## Try it
Establish the number of lines below that contain the string "Debug". State that number alone.

## Supplied material
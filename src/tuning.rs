//! Data-driven game balance
//!
//! Every gameplay constant lives in [`Tuning`]. A session takes an immutable copy at
//! construction, so tests can override any value without touching globals.

use std::path::Path;

use serde::{Deserialize, Serialize};
use thiserror::Error;

/// Gameplay constants (units are pixels and frames)
#[derive(Debug, Clone, PartialEq, Serialize, Deserialize)]
#[serde(default)]
pub struct Tuning {
    // === Playfield ===
    pub playfield_width: f32,
    pub playfield_height: f32,

    // === Player ===
    pub player_size: f32,
    pub player_speed: f32,
    /// Max speed while the focus action is held
    pub player_focus_speed: f32,
    /// Velocity multiplier per frame with no direction held
    pub player_friction: f32,
    /// Speeds below this snap to zero
    pub velocity_snap: f32,
    /// Fraction of the remaining distance covered per frame in pointer mode
    pub pointer_ease: f32,
    /// Start position distance from the bottom edge
    pub player_start_offset: f32,
    pub shield_ticks: u32,

    // === Weapon ===
    pub projectile_width: f32,
    pub projectile_height: f32,
    pub projectile_speed: f32,
    /// Horizontal drift per radian of firing angle
    pub projectile_drift_factor: f32,
    pub stream_spacing: f32,
    pub visual_level_cap: u32,
    pub damage_per_level_beyond_cap: f32,
    pub max_main_streams: u32,
    pub max_spread_pairs: u32,
    pub spread_step: f32,
    pub fire_cooldown_base: u32,
    pub fire_cooldown_min: u32,
    pub levels_per_cooldown_step: u32,

    // === Hostiles ===
    pub hostile_size: f32,
    pub hostile_spawn_y: f32,
    pub hostile_base_speed: f32,
    pub hostile_speed_jitter: f32,
    pub hostile_speed_per_difficulty: f32,
    pub hostile_max_speed: f32,
    pub hostile_base_hp: f32,
    pub hostile_hp_per_difficulty: f32,
    pub hostile_hp_per_weapon_level: f32,
    pub hit_flash_ticks: u32,
    pub kill_score_base: u64,
    pub kill_score_per_level: u64,

    // === Pickups ===
    pub pickup_size: f32,
    pub pickup_spawn_y: f32,
    pub pickup_speed: f32,
    pub pickup_score: u64,
    pub drop_rate_on_kill: f32,
    pub natural_item_chance: f32,
    pub upgrade_chance_early: f32,
    pub upgrade_chance_mid: f32,
    pub upgrade_chance_late: f32,
    /// Weapon levels at or below this use the early upgrade chance
    pub early_level: u32,
    /// Weapon levels above this use the late upgrade chance
    pub late_level: u32,
    pub shield_chance: f32,

    // === Spawning & difficulty ===
    pub spawn_rate_base: f32,
    pub spawn_rate_per_difficulty: f32,
    pub spawn_rate_per_level: f32,
    pub spawn_rate_min: f32,
    pub difficulty_start: f32,
    pub difficulty_per_tick: f32,

    // === Collision tolerances ===
    /// Hostile box growth when tested against projectiles
    pub hostile_hitbox_expand: f32,
    /// Hostile box growth when tested against the player
    pub contact_hostile_expand: f32,
    /// Player box shrink when tested against hostiles
    pub player_hitbox_shrink: f32,
    /// Pickup box growth when tested against the player
    pub pickup_hitbox_expand: f32,

    // === Effects ===
    pub max_particles: usize,
    pub star_count: usize,
    pub shield_hit_shake: f32,
}

impl Default for Tuning {
    fn default() -> Self {
        Self {
            playfield_width: 800.0,
            playfield_height: 600.0,

            player_size: 36.0,
            player_speed: 2.5,
            player_focus_speed: 2.0,
            player_friction: 0.85,
            velocity_snap: 0.1,
            pointer_ease: 0.2,
            player_start_offset: 100.0,
            shield_ticks: 300,

            projectile_width: 6.0,
            projectile_height: 14.0,
            projectile_speed: 12.0,
            projectile_drift_factor: 5.0,
            stream_spacing: 8.0,
            visual_level_cap: 12,
            damage_per_level_beyond_cap: 1.5,
            max_main_streams: 3,
            max_spread_pairs: 5,
            spread_step: 0.1,
            fire_cooldown_base: 10,
            fire_cooldown_min: 6,
            levels_per_cooldown_step: 5,

            hostile_size: 30.0,
            hostile_spawn_y: -40.0,
            hostile_base_speed: 0.6,
            hostile_speed_jitter: 0.3,
            hostile_speed_per_difficulty: 0.1,
            hostile_max_speed: 3.5,
            hostile_base_hp: 3.0,
            hostile_hp_per_difficulty: 1.5,
            hostile_hp_per_weapon_level: 2.0,
            hit_flash_ticks: 3,
            kill_score_base: 10,
            kill_score_per_level: 2,

            pickup_size: 18.0,
            pickup_spawn_y: -30.0,
            pickup_speed: 1.2,
            pickup_score: 5,
            drop_rate_on_kill: 0.25,
            natural_item_chance: 0.05,
            upgrade_chance_early: 0.6,
            upgrade_chance_mid: 0.3,
            upgrade_chance_late: 0.15,
            early_level: 5,
            late_level: 15,
            shield_chance: 0.1,

            spawn_rate_base: 120.0,
            spawn_rate_per_difficulty: 2.0,
            spawn_rate_per_level: 4.0,
            spawn_rate_min: 15.0,
            difficulty_start: 1.0,
            difficulty_per_tick: 0.0002,

            hostile_hitbox_expand: 10.0,
            contact_hostile_expand: 0.0,
            player_hitbox_shrink: 8.0,
            pickup_hitbox_expand: 5.0,

            max_particles: 80,
            star_count: 60,
            shield_hit_shake: 5.0,
        }
    }
}

/// Errors raised while loading a [`Tuning`] file
#[derive(Debug, Error)]
pub enum TuningError {
    #[error("failed to read tuning file: {0}")]
    Io(#[from] std::io::Error),
    #[error("failed to parse tuning: {0}")]
    Parse(#[from] serde_json::Error),
    #[error("invalid tuning: {0}")]
    Invalid(String),
}

impl Tuning {
    /// Parse tuning from JSON; missing fields keep their defaults
    pub fn from_json(json: &str) -> Result<Self, TuningError> {
        let tuning: Tuning = serde_json::from_str(json)?;
        tuning.validate()?;
        Ok(tuning)
    }

    /// Load tuning from a JSON file
    pub fn load(path: impl AsRef<Path>) -> Result<Self, TuningError> {
        let json = std::fs::read_to_string(path.as_ref())?;
        let tuning = Self::from_json(&json)?;
        log::info!("Loaded tuning from {}", path.as_ref().display());
        Ok(tuning)
    }

    /// Difficulty after `ticks` frames. Derived from the frame count so the step
    /// stays exact however long a session runs.
    pub fn difficulty_at(&self, ticks: u64) -> f32 {
        (self.difficulty_start as f64 + ticks as f64 * self.difficulty_per_tick as f64) as f32
    }

    /// Reject values that would make the simulation degenerate
    pub fn validate(&self) -> Result<(), TuningError> {
        let sizes = [
            ("player_size", self.player_size),
            ("hostile_size", self.hostile_size),
            ("pickup_size", self.pickup_size),
        ];
        for (name, size) in sizes {
            if !(size > 0.0 && size < self.playfield_width && size < self.playfield_height) {
                return Err(TuningError::Invalid(format!(
                    "{name} {size} must be positive and fit the {}x{} playfield",
                    self.playfield_width, self.playfield_height
                )));
            }
        }
        if self.max_particles == 0 {
            return Err(TuningError::Invalid("max_particles must be at least 1".to_string()));
        }
        if self.visual_level_cap == 0 {
            return Err(TuningError::Invalid("visual_level_cap must be at least 1".to_string()));
        }
        if self.levels_per_cooldown_step == 0 {
            return Err(TuningError::Invalid(
                "levels_per_cooldown_step must be at least 1".to_string(),
            ));
        }
        if self.spawn_rate_min < 1.0 {
            return Err(TuningError::Invalid("spawn_rate_min must be at least 1".to_string()));
        }
        let chances = [
            self.drop_rate_on_kill,
            self.natural_item_chance,
            self.upgrade_chance_early,
            self.upgrade_chance_mid,
            self.upgrade_chance_late,
            self.shield_chance,
        ];
        if chances.iter().any(|c| !(0.0..=1.0).contains(c)) {
            return Err(TuningError::Invalid("probabilities must be within [0, 1]".to_string()));
        }
        Ok(())
    }
}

## Solution
2